▶ TASK OBJECTIVE
Output every entry exactly as written.

*** EXERCISE INPUT Section Begins ***

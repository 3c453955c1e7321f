//! htm - Hierarchical triangular mesh over the unit sphere
//!
//! A recursively refinable triangulation of the sphere, starting from an
//! octahedron and quad-splitting triangles on demand. It serves as a
//! spatial index: find the triangles overlapping a spherical region, or the
//! smallest triangle containing a direction.
//!
//! # Features
//!
//! - **Adaptive subdivision**: refine the whole sphere or single subtrees;
//!   neighbors share edge midpoints through a fixed-fanout edge cache, so
//!   the surface stays crack-free
//! - **Cull**: exact reversal of subdivision beneath any node
//! - **Region search**: caps, their intersections and unions, as a lazy
//!   depth-first iterator
//! - **Point location**: descend to the leaf containing a direction
//! - **Compaction**: drop culled slots and renumber
//!
//! Storage is index-based: nodes, vertices and edges live in flat arenas
//! addressed by [`NodeId`] and [`VertexId`].
//!
//! # Example
//!
//! ```
//! use glam::DVec3;
//! use htm::{Constraint, Mesh};
//!
//! let mut mesh = Mesh::new();
//! mesh.subdivide(5).unwrap();
//!
//! let leaf = mesh.lookup_by_cart(DVec3::new(0.9, 0.1, 0.1)).unwrap();
//! assert_eq!(leaf.level, 5);
//!
//! let cap = Constraint::new(DVec3::Z, 0.75);
//! let hits: Vec<_> = mesh.intersections(&cap).collect();
//! assert!(!hits.is_empty());
//!
//! // GPU-ready buffers.
//! let indices = mesh.indices();
//! let vertices = mesh.vertices();
//! assert_eq!(indices.len(), 3 * 8 * 4usize.pow(4));
//! assert!(indices.iter().all(|&i| (i as usize) < vertices.len()));
//! ```

pub mod config;
pub mod edges;
pub mod error;
pub mod node;
pub mod stats;
pub mod vertices;

// Re-export commonly used items
pub use config::{HtmConfig, MAX_LEVEL, MAX_RESERVE_LEVEL};
pub use edges::{Edge, EdgeCache, EDGES_PER_VERTEX};
pub use error::{HtmError, Result};
pub use node::{Node, NodeId, NodeStore};
pub use stats::MeshStats;
pub use vertices::{VertexId, VertexStore};

// Mesh tree: bootstrap, subdivision, cull, compaction
pub mod mesh;
pub use mesh::{Leaves, Mesh, Remap, ROOT_COUNT};

// Region search and point location
pub mod query;
pub use query::{Constraint, Convex, Coverage, Domain, Intersections, Region};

*** EXERCISE INPUT Section Ends ***

▶ THE ANSWER
repository 3c453955c1e7321f
//! htm - Hierarchical triangular mesh over the unit sphere
//!
//! A recursively refinable triangulation of the sphere, starting from an
//! octahedron and quad-splitting triangles on demand. It serves as a
//! spatial index: find the triangles overlapping a spherical region, or the
//! smallest triangle containing a direction.
//!
//! # Features
//!
//! - **Adaptive subdivision**: refine the whole sphere or single subtrees;
//!   neighbors share edge midpoints through a fixed-fanout edge cache, so
//!   the surface stays crack-free
//! - **Cull**: exact reversal of subdivision beneath any node
//! - **Region search**: caps, their intersections and unions, as a lazy
//!   depth-first iterator
//! - **Point location**: descend to the leaf containing a direction
//! - **Compaction**: drop culled slots and renumber
//!
//! Storage is index-based: nodes, vertices and edges live in flat arenas
//! addressed by [`NodeId`] and [`VertexId`].
//!
//! # Example
//!
//! ```
//! use glam::DVec3;
//! use htm::{Constraint, Mesh};
//!
//! let mut mesh = Mesh::new();
//! mesh.subdivide(5).unwrap();
//!
//! let leaf = mesh.lookup_by_cart(DVec3::new(0.9, 0.1, 0.1)).unwrap();
//! assert_eq!(leaf.level, 5);
//!
//! let cap = Constraint::new(DVec3::Z, 0.75);
//! let hits: Vec<_> = mesh.intersections(&cap).collect();
//! assert!(!hits.is_empty());
//!
//! // GPU-ready buffers.
//! let indices = mesh.indices();
//! let vertices = mesh.vertices();
//! assert_eq!(indices.len(), 3 * 8 * 4usize.pow(4));
//! assert!(indices.iter().all(|&i| (i as usize) < vertices.len()));
//! ```

pub mod config;
pub mod edges;
pub mod error;
pub mod node;
pub mod stats;
pub mod vertices;

// Re-export commonly used items
pub use config::{HtmConfig, MAX_LEVEL, MAX_RESERVE_LEVEL};
pub use edges::{Edge, EdgeCache, EDGES_PER_VERTEX};
pub use error::{HtmError, Result};
pub use node::{Node, NodeId, NodeStore};
pub use stats::MeshStats;
pub use vertices::{VertexId, VertexStore};

// Mesh tree: bootstrap, subdivision, cull, compaction
pub mod mesh;
pub use mesh::{Leaves, Mesh, Remap, ROOT_COUNT};

// Region search and point location
pub mod query;
pub use query::{Constraint, Convex, Coverage, Domain, Intersections, Region};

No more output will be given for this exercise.